Up to and including the line with "impl Default for", reproduce the listing below exactly, beginning at its first line.
----- DATASET EXCERPTS
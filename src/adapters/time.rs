//! Host time adapter.
//!
//! Monotonic milliseconds from `embassy_time::Instant`; sleeps are
//! `async_io_mini` timers, so they yield to the executor instead of
//! blocking the thread.  Both run on the embassy-time `std` driver.

use core::time::Duration;

use async_io_mini::Timer;
use embassy_time::Instant;

use crate::app::ports::TimePort;

pub struct MonotonicTime {
    start: Instant,
}

impl Default for MonotonicTime {
    fn default() -> Self {
        Self::new()
    }
}

impl MonotonicTime {
    pub fn new() -> Self {
        Self {
            start: Instant::now(),
        }
    }
}

impl TimePort for MonotonicTime {
    fn now_ms(&self) -> u64 {
        self.start.elapsed().as_millis()
    }

    async fn sleep_ms(&self, ms: u32) {
        if ms > 0 {
            Timer::after(Duration::from_millis(u64::from(ms))).await;
        }
    }
}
----------
* EXERCISE OUTPUT *
filename src/adapters/time.rs
//! Host time adapter.
//!
//! Monotonic milliseconds from `embassy_time::Instant`; sleeps are
//! `async_io_mini` timers, so they yield to the executor instead of
//! blocking the thread.  Both run on the embassy-time `std` driver.

use core::time::Duration;

use async_io_mini::Timer;
use embassy_time::Instant;

use crate::app::ports::TimePort;

pub struct MonotonicTime {
    start: Instant,
}

impl Default for MonotonicTime {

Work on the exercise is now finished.